Materials provided>
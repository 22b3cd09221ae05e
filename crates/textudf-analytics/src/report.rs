//! Combined analytics report.

use serde::Serialize;

use crate::keywords::{keywords, meaningful_word_count};
use crate::language::{Language, detect_language};
use crate::sentiment::{Sentiment, sentiment};

/// Every single-text analytics result for one value.
#[derive(Debug, Clone, PartialEq, Serialize)]
pub struct TextReport {
    pub sentiment: Sentiment,
    pub keywords: Vec<String>,
    pub language: Language,
    pub meaningful_words: usize,
    pub characters: usize,
}

/// Run every single-text analysis on a value.
pub fn analyze(text: &str) -> TextReport {
    TextReport {
        sentiment: sentiment(text),
        keywords: keywords(text),
        language: detect_language(text),
        meaningful_words: meaningful_word_count(text),
        characters: text.chars().count(),
    }
}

Exercise aim> Using the exact wording, repeat all the entries.

Answer box>
repository 22b3cd09221ae05e
filename crates/textudf-analytics/src/report.rs
//! Combined analytics report.

use serde::Serialize;

use crate::keywords::{keywords, meaningful_word_count};
use crate::language::{Language, detect_language};
use crate::sentiment::{Sentiment, sentiment};

/// Every single-text analytics result for one value.
#[derive(Debug, Clone, PartialEq, Serialize)]
pub struct TextReport {
    pub sentiment: Sentiment,
    pub keywords: Vec<String>,
    pub language: Language,
    pub meaningful_words: usize,
    pub characters: usize,
}

/// Run every single-text analysis on a value.
pub fn analyze(text: &str) -> TextReport {
    TextReport {
        sentiment: sentiment(text),
        keywords: keywords(text),
        language: detect_language(text),
        meaningful_words: meaningful_word_count(text),
        characters: text.chars().count(),
    }
}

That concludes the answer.